┌────────
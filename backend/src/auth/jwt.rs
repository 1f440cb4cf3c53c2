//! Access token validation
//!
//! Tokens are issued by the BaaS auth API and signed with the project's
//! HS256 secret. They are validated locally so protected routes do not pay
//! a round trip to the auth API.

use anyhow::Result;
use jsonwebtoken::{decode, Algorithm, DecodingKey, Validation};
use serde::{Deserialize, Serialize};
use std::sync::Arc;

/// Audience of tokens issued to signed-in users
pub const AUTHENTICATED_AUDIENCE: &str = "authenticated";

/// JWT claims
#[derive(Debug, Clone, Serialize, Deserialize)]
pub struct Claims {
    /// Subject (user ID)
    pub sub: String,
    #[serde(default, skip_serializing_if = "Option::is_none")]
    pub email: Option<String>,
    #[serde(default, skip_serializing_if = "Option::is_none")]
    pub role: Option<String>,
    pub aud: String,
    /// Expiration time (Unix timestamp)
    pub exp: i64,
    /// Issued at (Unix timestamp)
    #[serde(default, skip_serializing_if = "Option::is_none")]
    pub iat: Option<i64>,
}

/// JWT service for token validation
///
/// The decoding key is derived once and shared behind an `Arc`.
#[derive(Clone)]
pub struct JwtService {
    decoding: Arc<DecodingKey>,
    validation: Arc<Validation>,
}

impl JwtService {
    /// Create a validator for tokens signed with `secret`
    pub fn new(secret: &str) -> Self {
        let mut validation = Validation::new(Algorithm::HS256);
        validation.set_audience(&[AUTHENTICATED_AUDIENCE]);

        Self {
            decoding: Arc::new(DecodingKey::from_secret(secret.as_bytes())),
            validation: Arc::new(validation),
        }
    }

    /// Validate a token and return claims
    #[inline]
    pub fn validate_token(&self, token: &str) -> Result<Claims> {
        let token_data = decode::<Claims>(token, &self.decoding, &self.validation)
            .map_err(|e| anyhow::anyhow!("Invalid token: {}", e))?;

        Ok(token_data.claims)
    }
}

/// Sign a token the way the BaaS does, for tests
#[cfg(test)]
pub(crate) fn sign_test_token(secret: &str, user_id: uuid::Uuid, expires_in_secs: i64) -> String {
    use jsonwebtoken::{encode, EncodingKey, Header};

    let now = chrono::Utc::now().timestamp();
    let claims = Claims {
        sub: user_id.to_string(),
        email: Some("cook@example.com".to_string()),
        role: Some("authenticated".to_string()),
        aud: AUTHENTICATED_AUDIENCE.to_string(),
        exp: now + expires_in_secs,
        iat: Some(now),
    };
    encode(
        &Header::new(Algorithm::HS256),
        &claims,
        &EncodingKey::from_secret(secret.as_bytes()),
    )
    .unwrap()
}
└────────
┌────────
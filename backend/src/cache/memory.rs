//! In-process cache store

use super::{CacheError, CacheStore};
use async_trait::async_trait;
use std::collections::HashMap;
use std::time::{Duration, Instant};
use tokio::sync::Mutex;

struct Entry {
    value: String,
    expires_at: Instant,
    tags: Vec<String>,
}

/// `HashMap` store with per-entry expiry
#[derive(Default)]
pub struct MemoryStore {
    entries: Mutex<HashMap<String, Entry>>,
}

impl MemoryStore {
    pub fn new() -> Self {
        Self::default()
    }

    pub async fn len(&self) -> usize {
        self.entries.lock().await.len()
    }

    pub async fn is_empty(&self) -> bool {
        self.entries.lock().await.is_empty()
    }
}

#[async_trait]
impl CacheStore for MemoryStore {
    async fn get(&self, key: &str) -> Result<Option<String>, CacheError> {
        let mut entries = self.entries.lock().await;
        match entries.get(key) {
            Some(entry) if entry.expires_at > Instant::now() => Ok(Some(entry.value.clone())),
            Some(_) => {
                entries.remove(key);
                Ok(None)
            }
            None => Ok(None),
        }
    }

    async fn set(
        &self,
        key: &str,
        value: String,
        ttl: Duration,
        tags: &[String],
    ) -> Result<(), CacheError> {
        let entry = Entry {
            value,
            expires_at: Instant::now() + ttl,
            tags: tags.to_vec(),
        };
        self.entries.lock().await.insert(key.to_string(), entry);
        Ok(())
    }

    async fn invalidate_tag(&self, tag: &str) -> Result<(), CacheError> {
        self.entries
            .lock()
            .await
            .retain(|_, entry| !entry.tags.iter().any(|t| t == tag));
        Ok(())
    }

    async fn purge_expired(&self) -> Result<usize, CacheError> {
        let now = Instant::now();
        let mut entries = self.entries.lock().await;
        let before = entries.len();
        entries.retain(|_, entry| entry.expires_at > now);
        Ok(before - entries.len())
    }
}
└────────
> _TASK DETAILS_:
A complete answer gives every line of the data that includes "Unix".

> _TASK SOLUTION_:
    /// Expiration time (Unix timestamp)
    /// Issued at (Unix timestamp)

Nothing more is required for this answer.